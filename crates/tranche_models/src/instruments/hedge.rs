//! Interest-rate hedge overlays.
//!
//! A hedge is a pure transform of CFADS: its per-period payout is added to
//! CFADS before the waterfall runs and never interacts with allocation.

use serde::{Deserialize, Serialize};
use tranche_core::types::ConfigError;

/// Reporting key for a hedge configuration.
#[derive(Debug, Clone, Copy, PartialEq, Eq, PartialOrd, Ord, Hash, Serialize, Deserialize)]
#[serde(rename_all = "snake_case")]
pub enum HedgeMode {
    /// No hedge.
    Unhedged,
    /// Interest-rate cap.
    CapHedged,
    /// Interest-rate collar (long cap, short floor).
    CollarHedged,
}

impl HedgeMode {
    /// Snake-case name used in exported reports.
    pub fn as_str(self) -> &'static str {
        match self {
            HedgeMode::Unhedged => "unhedged",
            HedgeMode::CapHedged => "cap_hedged",
            HedgeMode::CollarHedged => "collar_hedged",
        }
    }
}

/// Hedge overlay applied to CFADS.
///
/// `payout = max(0, r − cap)·N − max(0, floor − r)·N`, with the floor term
/// absent for a cap.
///
/// # Examples
/// ```
/// use tranche_models::instruments::HedgeOverlay;
///
/// let cap = HedgeOverlay::Cap { strike: 0.04, notional: 50_000_000.0 };
/// assert!((cap.payout(0.05) - 500_000.0).abs() < 1e-6);
///
/// let collar = HedgeOverlay::Collar {
///     cap_strike: 0.04,
///     floor_strike: 0.03,
///     notional: 50_000_000.0,
/// };
/// assert!((collar.payout(0.025) + 250_000.0).abs() < 1e-6);
/// ```
#[derive(Debug, Clone, Copy, PartialEq, Default, Serialize, Deserialize)]
#[serde(tag = "type", rename_all = "snake_case")]
pub enum HedgeOverlay {
    /// No hedge.
    #[default]
    Unhedged,
    /// Long cap.
    Cap {
        /// Cap strike rate
        strike: f64,
        /// Hedged notional
        notional: f64,
    },
    /// Long cap, short floor.
    Collar {
        /// Cap strike rate
        cap_strike: f64,
        /// Floor strike rate
        floor_strike: f64,
        /// Hedged notional
        notional: f64,
    },
}

impl HedgeOverlay {
    /// Payout for a period in which the short rate is `rate`.
    #[inline]
    pub fn payout(&self, rate: f64) -> f64 {
        match *self {
            HedgeOverlay::Unhedged => 0.0,
            HedgeOverlay::Cap { strike, notional } => (rate - strike).max(0.0) * notional,
            HedgeOverlay::Collar {
                cap_strike,
                floor_strike,
                notional,
            } => {
                (rate - cap_strike).max(0.0) * notional - (floor_strike - rate).max(0.0) * notional
            }
        }
    }

    /// Reporting key.
    pub fn mode(&self) -> HedgeMode {
        match self {
            HedgeOverlay::Unhedged => HedgeMode::Unhedged,
            HedgeOverlay::Cap { .. } => HedgeMode::CapHedged,
            HedgeOverlay::Collar { .. } => HedgeMode::CollarHedged,
        }
    }

    /// Reject negative notionals and inverted collars.
    ///
    /// # Errors
    ///
    /// Returns `ConfigError::InvalidParameter`.
    pub fn validate(&self) -> Result<(), ConfigError> {
        match *self {
            HedgeOverlay::Unhedged => Ok(()),
            HedgeOverlay::Cap { strike, notional } => {
                if !strike.is_finite() {
                    return Err(ConfigError::invalid("hedge.strike", "must be finite"));
                }
                if notional.is_nan() || notional < 0.0 {
                    return Err(ConfigError::invalid("hedge.notional", "must be non-negative"));
                }
                Ok(())
            }
            HedgeOverlay::Collar {
                cap_strike,
                floor_strike,
                notional,
            } => {
                if notional.is_nan() || notional < 0.0 {
                    return Err(ConfigError::invalid("hedge.notional", "must be non-negative"));
                }
                if floor_strike.is_nan() || floor_strike > cap_strike {
                    return Err(ConfigError::invalid(
                        "hedge.floor_strike",
                        "must not exceed the cap strike",
                    ));
                }
                Ok(())
            }
        }
    }
}

#[cfg(test)]
mod tests {
    use super::*;
    use approx::assert_abs_diff_eq;

    const NOTIONAL: f64 = 50_000_000.0;

    #[test]
    fn test_cap_in_the_money() {
        let cap = HedgeOverlay::Cap {
            strike: 0.04,
            notional: NOTIONAL,
        };
        assert_abs_diff_eq!(cap.payout(0.05), 500_000.0, epsilon = 1e-6);
    }

    #[test]
    fn test_cap_out_of_the_money() {
        let cap = HedgeOverlay::Cap {
            strike: 0.04,
            notional: NOTIONAL,
        };
        assert_eq!(cap.payout(0.03), 0.0);
    }

    #[test]
    fn test_collar_below_floor() {
        let collar = HedgeOverlay::Collar {
            cap_strike: 0.04,
            floor_strike: 0.03,
            notional: NOTIONAL,
        };
        assert_abs_diff_eq!(collar.payout(0.025), -250_000.0, epsilon = 1e-6);
    }

    #[test]
    fn test_collar_inside_band() {
        let collar = HedgeOverlay::Collar {
            cap_strike: 0.04,
            floor_strike: 0.03,
            notional: NOTIONAL,
        };
        assert_eq!(collar.payout(0.035), 0.0);
    }

    #[test]
    fn test_modes() {
        assert_eq!(HedgeOverlay::Unhedged.mode().as_str(), "unhedged");
        assert_eq!(
            HedgeOverlay::Cap {
                strike: 0.0,
                notional: 0.0
            }
            .mode(),
            HedgeMode::CapHedged
        );
    }

    #[test]
    fn test_inverted_collar_rejected() {
        let collar = HedgeOverlay::Collar {
            cap_strike: 0.03,
            floor_strike: 0.04,
            notional: NOTIONAL,
        };
        assert!(collar.validate().is_err());
    }

    #[test]
    fn test_deserialise_collar_from_toml() {
        let overlay: HedgeOverlay = toml::from_str(
            "type = \"collar\"\ncap_strike = 0.04\nfloor_strike = 0.03\nnotional = 1.0",
        )
        .unwrap();
        assert_eq!(overlay.mode(), HedgeMode::CollarHedged);
    }
}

-.-.-

Show every line in the entries where the string "instruments" occurs.

filename crates/tranche_models/src/instruments/hedge.rs
/// use tranche_models::instruments::HedgeOverlay;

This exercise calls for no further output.